Graham’s men were a tough, hard-working, hard-partying bunch that descended on a job like marauding pirates. Amongst these ne’er do wells were Andrew Lee Morrison – a wandering carpenter, welder, and all around yarn spinner – and Alan Finlayson, one of Graham’s childhood friends who had recently emigrated from England. He and Andy Morrison were the terrible twins and provided much silliness and recklessness to the work environment.
The Stallone mansion sat above Malibu at the top of Amalfi Drive, a choice location with a stunning view of the Pacific Ocean below. Graham had been contracted to build an addition to the already sprawling Tudor-style home.
Stallone’s family was living in part of the house during the remodeling.

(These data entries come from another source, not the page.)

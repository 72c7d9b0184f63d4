//! 备份与恢复
//!
//! 归档是 gzip 压缩的 JSON 文档，包含所有表的行（列名到值）以及上传目录下的所有文件
//! （相对路径加 base64 内容）。恢复时保留主键，因此备份再恢复得到完全相同的数据。

use std::collections::BTreeMap;
use std::fs;
use std::io::{Read, Write};
use std::path::Path;

use base64::engine::general_purpose::STANDARD;
use base64::Engine;
use chrono::{DateTime, Utc};
use flate2::read::GzDecoder;
use flate2::write::GzEncoder;
use flate2::Compression;
use rusqlite::types::{Value as SqlValue, ValueRef};
use rusqlite::{params_from_iter, Connection};
use serde::{Deserialize, Serialize};
use serde_json::{Map, Number, Value};
use tracing::{debug, info, warn};
use walkdir::WalkDir;

use crate::auth::policy::{authorize, Action, Actor};
use crate::db::schema::TABLES;
use crate::error::{CmsError, Result};
use crate::media::MediaStore;

/// 归档格式版本
pub const FORMAT_VERSION: u32 = 1;

pub type Row = Map<String, Value>;

/// 备份归档
#[derive(Debug, Clone, Serialize, Deserialize)]
pub struct Archive {
    pub version: u32,
    pub created_at: DateTime<Utc>,
    pub tables: BTreeMap<String, Vec<Row>>,
    pub files: Vec<ArchivedFile>,
}

/// 上传目录中的一个文件
#[derive(Debug, Clone, PartialEq, Eq, Serialize, Deserialize)]
pub struct ArchivedFile {
    /// 相对上传目录的路径，使用 `/` 分隔
    pub path: String,
    /// base64 编码的文件内容
    pub data: String,
}

/// 恢复结果
#[derive(Debug, Clone, Serialize)]
pub struct RestoreSummary {
    pub rows: usize,
    pub files: usize,
    /// 恢复前自动生成的安全备份
    pub safety_backup: String,
}

/// 下载时使用的文件名
pub fn backup_file_name() -> String {
    format!("cms-backup-{}.json.gz", Utc::now().format("%Y%m%d-%H%M%S"))
}

fn to_json(value: ValueRef<'_>) -> Value {
    match value {
        ValueRef::Null => Value::Null,
        ValueRef::Integer(i) => Value::from(i),
        ValueRef::Real(f) => Number::from_f64(f).map(Value::Number).unwrap_or(Value::Null),
        ValueRef::Text(bytes) => Value::String(String::from_utf8_lossy(bytes).into_owned()),
        ValueRef::Blob(bytes) => Value::String(STANDARD.encode(bytes)),
    }
}

fn to_sql(value: &Value) -> SqlValue {
    match value {
        Value::Null => SqlValue::Null,
        Value::Bool(b) => SqlValue::Integer(i64::from(*b)),
        Value::Number(n) => match n.as_i64() {
            Some(i) => SqlValue::Integer(i),
            None => SqlValue::Real(n.as_f64().unwrap_or_default()),
        },
        Value::String(s) => SqlValue::Text(s.clone()),
        other => SqlValue::Text(other.to_string()),
    }
}

fn dump_table(conn: &Connection, table: &str) -> Result<Vec<Row>> {
    let mut stmt = conn.prepare(&format!("SELECT * FROM {table} ORDER BY rowid"))?;
    let columns: Vec<String> = stmt.column_names().into_iter().map(String::from).collect();
    let mut rows = stmt.query([])?;
    let mut dumped = Vec::new();
    while let Some(row) = rows.next()? {
        let mut record = Row::new();
        for (i, column) in columns.iter().enumerate() {
            record.insert(column.clone(), to_json(row.get_ref(i)?));
        }
        dumped.push(record);
    }
    Ok(dumped)
}

fn collect_files(root: &Path) -> Result<Vec<ArchivedFile>> {
    let mut files = Vec::new();
    if !root.exists() {
        return Ok(files);
    }
    for entry in WalkDir::new(root).sort_by_file_name() {
        let entry = entry.map_err(|e| CmsError::Internal(format!("walk upload dir: {e}")))?;
        if !entry.file_type().is_file() {
            continue;
        }
        let relative = entry
            .path()
            .strip_prefix(root)
            .map_err(|e| CmsError::Internal(e.to_string()))?;
        let path = relative
            .components()
            .map(|c| c.as_os_str().to_string_lossy())
            .collect::<Vec<_>>()
            .join("/");
        files.push(ArchivedFile {
            path,
            data: STANDARD.encode(fs::read(entry.path())?),
        });
    }
    Ok(files)
}

/// 生成当前数据的快照
pub fn snapshot(conn: &Connection, uploads: &MediaStore) -> Result<Archive> {
    let mut tables = BTreeMap::new();
    for table in TABLES {
        tables.insert(table.to_string(), dump_table(conn, table)?);
    }
    Ok(Archive {
        version: FORMAT_VERSION,
        created_at: Utc::now(),
        tables,
        files: collect_files(uploads.root())?,
    })
}

/// 压缩编码归档
pub fn encode(archive: &Archive) -> Result<Vec<u8>> {
    let mut encoder = GzEncoder::new(Vec::new(), Compression::default());
    serde_json::to_writer(&mut encoder, archive)?;
    encoder.flush()?;
    Ok(encoder.finish()?)
}

/// 解码并校验归档
pub fn decode(bytes: &[u8]) -> Result<Archive> {
    let mut json = Vec::new();
    GzDecoder::new(bytes)
        .read_to_end(&mut json)
        .map_err(|e| CmsError::validation(format!("Invalid backup archive: {e}")))?;
    let archive: Archive = serde_json::from_slice(&json)
        .map_err(|e| CmsError::validation(format!("Invalid backup archive: {e}")))?;

    if archive.version != FORMAT_VERSION {
        return Err(CmsError::validation(format!(
            "Unsupported backup version {} (expected {FORMAT_VERSION})",
            archive.version
        )));
    }
    if let Some(unknown) = archive.tables.keys().find(|t| !TABLES.contains(&t.as_str())) {
        return Err(CmsError::validation(format!("Unknown table '{unknown}' in backup")));
    }
    for file in &archive.files {
        STANDARD
            .decode(&file.data)
            .map_err(|e| CmsError::validation(format!("Corrupt file '{}': {e}", file.path)))?;
    }
    Ok(archive)
}

/// 导出备份（管理员）
pub fn export_backup(conn: &Connection, actor: &Actor, uploads: &MediaStore) -> Result<Vec<u8>> {
    authorize(actor, Action::Backup, None)?;
    let archive = snapshot(conn, uploads)?;
    let bytes = encode(&archive)?;
    info!(files = archive.files.len(), size = bytes.len(), "导出备份");
    Ok(bytes)
}

fn table_columns(conn: &Connection, table: &str) -> Result<Vec<String>> {
    let mut stmt = conn.prepare(&format!("PRAGMA table_info({table})"))?;
    let columns = stmt
        .query_map([], |row| row.get::<_, String>(1))?
        .collect::<rusqlite::Result<Vec<_>>>()?;
    Ok(columns)
}

fn insert_rows(conn: &Connection, table: &str, rows: &[Row]) -> Result<usize> {
    let known = table_columns(conn, table)?;
    for row in rows {
        let columns: Vec<&String> = row.keys().collect();
        if let Some(bad) = columns.iter().find(|c| !known.contains(c)) {
            return Err(CmsError::validation(format!("Unknown column '{table}.{bad}' in backup")));
        }
        let placeholders = (1..=columns.len())
            .map(|i| format!("?{i}"))
            .collect::<Vec<_>>()
            .join(", ");
        let names = columns
            .iter()
            .map(|c| c.as_str())
            .collect::<Vec<_>>()
            .join(", ");
        let sql = format!("INSERT INTO {table} ({names}) VALUES ({placeholders})");
        conn.prepare_cached(&sql)?
            .execute(params_from_iter(row.values().map(to_sql)))?;
    }
    Ok(rows.len())
}

fn replace_rows(conn: &mut Connection, archive: &Archive) -> Result<usize> {
    let tx = conn.transaction()?;
    tx.pragma_update(None, "defer_foreign_keys", "ON")?;
    for table in TABLES.iter().rev() {
        tx.execute(&format!("DELETE FROM {table}"), [])?;
    }
    let mut rows = 0;
    for table in TABLES {
        if let Some(table_rows) = archive.tables.get(*table) {
            rows += insert_rows(&tx, table, table_rows)?;
        }
    }
    tx.commit()?;
    Ok(rows)
}

fn replace_files(uploads: &MediaStore, files: &[ArchivedFile]) -> Result<usize> {
    let root = uploads.root();
    // 先校验全部路径，再清空目录
    let mut targets = Vec::with_capacity(files.len());
    for file in files {
        let path = uploads.resolve(&file.path)?;
        let data = STANDARD
            .decode(&file.data)
            .map_err(|e| CmsError::validation(format!("Corrupt file '{}': {e}", file.path)))?;
        targets.push((path, data));
    }

    if root.exists() {
        fs::remove_dir_all(root)?;
    }
    fs::create_dir_all(root)?;
    for (path, data) in &targets {
        if let Some(parent) = path.parent() {
            fs::create_dir_all(parent)?;
        }
        fs::write(path, data)?;
        debug!(path = %path.display(), "恢复文件");
    }
    Ok(targets.len())
}

/// 从归档恢复（管理员）。恢复前先把当前数据写入备份目录作为安全副本
pub fn import_backup(
    conn: &mut Connection,
    actor: &Actor,
    uploads: &MediaStore,
    backup_dir: &Path,
    bytes: &[u8],
) -> Result<RestoreSummary> {
    authorize(actor, Action::Backup, None)?;
    let archive = decode(bytes)?;

    fs::create_dir_all(backup_dir)?;
    let safety_path = backup_dir.join(format!(
        "pre-restore-{}.json.gz",
        Utc::now().format("%Y%m%d-%H%M%S-%3f")
    ));
    let current = encode(&snapshot(conn, uploads)?)?;
    fs::write(&safety_path, current)?;
    info!(path = %safety_path.display(), "已写入恢复前的安全备份");

    let rows = replace_rows(conn, &archive)?;
    let files = match replace_files(uploads, &archive.files) {
        Ok(files) => files,
        Err(e) => {
            warn!(error = %e, "恢复上传文件失败，可从安全备份还原");
            return Err(e);
        }
    };

    info!(rows, files, "备份已恢复");
    Ok(RestoreSummary {
        rows,
        files,
        safety_backup: safety_path.display().to_string(),
    })
}

#[cfg(test)]
mod tests {
    use super::*;
    use crate::content::posts::{create_post, delete_post};
    use crate::content::PostInput;
    use crate::db::Database;
    use crate::models::{Config, Role};
    use crate::users::bootstrap;

    const ADMIN: Actor = Actor { id: 1, role: Role::Admin };

    #[test]
    fn test_decode_rejects_garbage() {
        assert!(matches!(decode(b"not gzip"), Err(CmsError::Validation(_))));

        let mut archive = Archive {
            version: FORMAT_VERSION,
            created_at: Utc::now(),
            tables: BTreeMap::new(),
            files: Vec::new(),
        };
        archive.tables.insert("sqlite_master".into(), Vec::new());
        let bytes = encode(&archive).unwrap();
        assert!(matches!(decode(&bytes), Err(CmsError::Validation(_))));
    }

    #[test]
    fn test_backup_round_trip() {
        let dir = tempfile::tempdir().unwrap();
        let uploads = MediaStore::new(dir.path().join("uploads"), 1024).unwrap();
        let backups = dir.path().join("backups");
        fs::create_dir_all(uploads.root().join("images")).unwrap();
        fs::write(uploads.root().join("images/a.png"), [0u8, 159, 146, 150]).unwrap();

        let db = Database::open_in_memory().unwrap();
        db.with_conn(|conn| {
            bootstrap(conn, &Config::default())?;
            let post = create_post(conn, &ADMIN, PostInput {
                title: Some("Keep me".into()),
                content: Some("body".into()),
                tags: Some(vec!["rust".into()]),
                ..PostInput::default()
            })?;
            let before = snapshot(conn, &uploads)?;
            let bytes = export_backup(conn, &ADMIN, &uploads)?;

            delete_post(conn, &ADMIN, post.post.id)?;
            fs::write(uploads.root().join("images/a.png"), b"changed")?;
            fs::write(uploads.root().join("stray.txt"), b"stray")?;

            let summary = import_backup(conn, &ADMIN, &uploads, &backups, &bytes)?;
            assert_eq!(summary.files, 1);
            assert!(Path::new(&summary.safety_backup).exists());

            let after = snapshot(conn, &uploads)?;
            assert_eq!(after.tables, before.tables);
            assert_eq!(after.files, before.files);
            Ok(())
        })
        .unwrap();
    }

    #[test]
    fn test_backup_requires_admin() {
        let dir = tempfile::tempdir().unwrap();
        let uploads = MediaStore::new(dir.path().to_path_buf(), 1024).unwrap();
        let db = Database::open_in_memory().unwrap();
        let editor = Actor { id: 2, role: Role::Editor };
        db.with_conn(|conn| {
            let err = export_backup(conn, &editor, &uploads).unwrap_err();
            assert!(matches!(err, CmsError::Forbidden(_)));
            Ok(())
        })
        .unwrap();
    }
}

A massive gate guarding the compound groaned under the steady flow of contractors, construction workers, and the rich and famous, passing through like rush-hour traffic on the 405. Recently, the actor had been involved in a major dispute with his co-producers over profits, and death threats had been made. A double cordon of security lent the property an atmosphere of a siege, as friend and foe alike were highly scrutinized.
The first layer of security was rather weak because the personnel were made up of amateurs – wannabe gangster actors, personal trainers, and a few look-a-like Chippendale male dancers – all vying for the chance to get a part in the next Rocky movie.

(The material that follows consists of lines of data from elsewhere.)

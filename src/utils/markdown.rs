use pulldown_cmark::{Event, Options, Parser, Tag};

/// 提取 Markdown/HTML 正文中的纯文本，块级元素之间以空格分隔
pub fn plain_text(markdown: &str) -> String {
    let mut options = Options::empty();
    options.insert(Options::ENABLE_TABLES);
    options.insert(Options::ENABLE_STRIKETHROUGH);

    let mut out = String::new();
    for event in Parser::new_ext(markdown, options) {
        match event {
            Event::Text(text) | Event::Code(text) => out.push_str(&text),
            Event::Html(html) => out.push_str(&strip_tags(&html)),
            Event::SoftBreak | Event::HardBreak => out.push(' '),
            Event::End(Tag::Paragraph)
            | Event::End(Tag::Heading(..))
            | Event::End(Tag::Item)
            | Event::End(Tag::TableCell)
            | Event::End(Tag::CodeBlock(_)) => out.push(' '),
            _ => {}
        }
    }

    out.split_whitespace().collect::<Vec<_>>().join(" ")
}

/// 去掉 HTML 标签，只保留文本
fn strip_tags(html: &str) -> String {
    let mut out = String::with_capacity(html.len());
    let mut in_tag = false;
    for c in html.chars() {
        match c {
            '<' => in_tag = true,
            '>' if in_tag => {
                in_tag = false;
                out.push(' ');
            }
            _ if !in_tag => out.push(c),
            _ => {}
        }
    }
    out
}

The second layer was, to any security professional worth his salt, even more terrifying: Stallone had hired off-duty L.A.P.D. patrol officers as night guards who were stationed in every room and hallway in the house. It seemed that after interactions with Stallone, the word was out that he was a “major dick” to work for, so only the most incompetent of L.A.’s finest showed up; and when they did, they were lazy, dumb, and downright reckless.
The visitors included Stallone’s mother and father, his younger brother Frankie, Mister T, from the upcoming Rocky II and the rest of the cast, high-priced entertainment lawyers, and agents equipped with armfuls of scripts and movie treatments for the superstar to read and, hopefully, finance or produce.
The compound was a beehive of activity. Sawing and banging echoed throughout the surrounding, normally serene, hillsides.
“Oh my God!” A woman’s alarmed voice rang out. “Sage! Come back, Sage! Oh my God!”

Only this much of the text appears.